Dear Lorraine,
After Alexey and I have discussed his answer to you, we realized that you do, in fact, provide a reason against the Platonic world, whose consideration is missing in his post. In bringing that up, I also wanted to ask for a clarification on your essay and your other posts as regards a certain difficulty I'm having with them. I cannot seem to get away from a confusion between what you call the universe, a synonym of "all there is", and that which traditionally is viewed as only a part of "all there is," usually called material reality, determined (sans quantum chaos) by laws of nature. In the former sense, there can only be one universe, but in the latter we can envision many different worlds in different relationships with each other, not all of them material or even temporal, such as the Platonic world providing laws to the rest.
In my conversations with "anti-Platonists," I seem to consistently come up to an underlying protest against realism's perceived overbearing perfection and determinism. Yet your objection seems to be different (although I cannot seem to find it now, so please correct me if I'm misinterpreting). You say that in postulating the Platonic world we express distrust to the universe to be self-sufficient. I'm not quite sure how to understand that. In light of the two definitions of "universe" above, would you say that the following quote from C.S. Lewis' Miracles is a criticism to your idea?

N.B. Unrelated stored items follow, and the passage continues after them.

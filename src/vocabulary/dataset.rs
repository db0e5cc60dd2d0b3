//! Static word dataset loading

use std::collections::{BTreeSet, HashSet};
use std::fs;
use std::path::Path;

use super::models::{WordEntry, WordOrigin, DEFAULT_LEVELS};

const BUNDLED_DATASET: &str = include_str!("../../data/builtin_words.json");

/// The immutable base dictionary
#[derive(Debug, Clone, Default)]
pub struct Dataset {
    words: Vec<WordEntry>,
}

impl Dataset {
    /// The word list compiled into the binary
    pub fn bundled() -> Self {
        match Self::from_json(BUNDLED_DATASET) {
            Ok(dataset) => dataset,
            Err(e) => {
                log::error!("Bundled dataset is malformed: {}", e);
                Self::default()
            }
        }
    }

    pub fn from_path(path: &Path) -> Result<Self, std::io::Error> {
        let content = fs::read_to_string(path)?;
        Self::from_json(&content)
            .map_err(|e| std::io::Error::new(std::io::ErrorKind::InvalidData, e))
    }

    pub fn from_json(content: &str) -> Result<Self, serde_json::Error> {
        let words: Vec<WordEntry> = serde_json::from_str(content)?;
        Ok(Self::from_words(words))
    }

    /// Build a dataset, forcing builtin origin and dropping repeated ids
    /// (first occurrence wins).
    pub fn from_words(words: Vec<WordEntry>) -> Self {
        let mut seen = HashSet::new();
        let words = words
            .into_iter()
            .filter(|w| !w.id.is_empty() && seen.insert(w.id.clone()))
            .map(|mut w| {
                w.origin = WordOrigin::Builtin;
                w
            })
            .collect();
        Self { words }
    }

    pub fn words(&self) -> &[WordEntry] {
        &self.words
    }

    pub fn get(&self, id: &str) -> Option<&WordEntry> {
        self.words.iter().find(|w| w.id == id)
    }

    pub fn len(&self) -> usize {
        self.words.len()
    }

    pub fn is_empty(&self) -> bool {
        self.words.is_empty()
    }
}

/// The standard tiers plus any extra level labels found in `words`, sorted
pub fn collect_levels<'a>(words: impl IntoIterator<Item = &'a WordEntry>) -> Vec<String> {
    let mut levels: BTreeSet<String> = DEFAULT_LEVELS.iter().map(|l| l.to_string()).collect();
    for word in words {
        if let Some(level) = &word.level {
            levels.insert(level.clone());
        }
    }
    levels.into_iter().collect()
}

/// Distinct category labels present in `words`, sorted
pub fn collect_categories<'a>(words: impl IntoIterator<Item = &'a WordEntry>) -> Vec<String> {
    words
        .into_iter()
        .filter_map(|w| w.category.clone())
        .collect::<BTreeSet<_>>()
        .into_iter()
        .collect()
}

"You must go a little away from her, and then turn round, and look back. Then at last the true landscape will become visible. You must have tasted, however briefly, the pure water from beyond the world before you can be distinctly conscious of the hot, salty tang of Nature's current. To treat her as God, or as Everything, is to lose the whole pith and pleasure of her. Come out, look back, and then you will see ... this astonishing cataract of bears, babies, and bananas: this immoderate deluge of atoms, orchids, oranges, cancers, canaries, fleas, gases, tornadoes and toads. How could you ever have thought this was the ultimate reality? How could you ever have thought that it was merely a stage-set for the moral drama of men and women? She is herself. Offer her neither worship nor contempt. Meet her and know her. If we are immortal, and if she is doomed (as the scientists tell us) to run down and die, we shall miss this half-shy and half-flamboyant creature, this ogress, this hoyden, this incorrigible fairy, this dumb witch. But the theologians tell us that she, like ourselves, is to be redeemed. The 'vanity' to which she was subjected was her disease, not her essence. She will be cured in character: not tamed (Heaven forbid) nor sterilised. We shall still be able to recognise our old enemy, friend, playfellow and foster-mother, so perfected as to be not less, but more, herself. And that will be a merry meeting."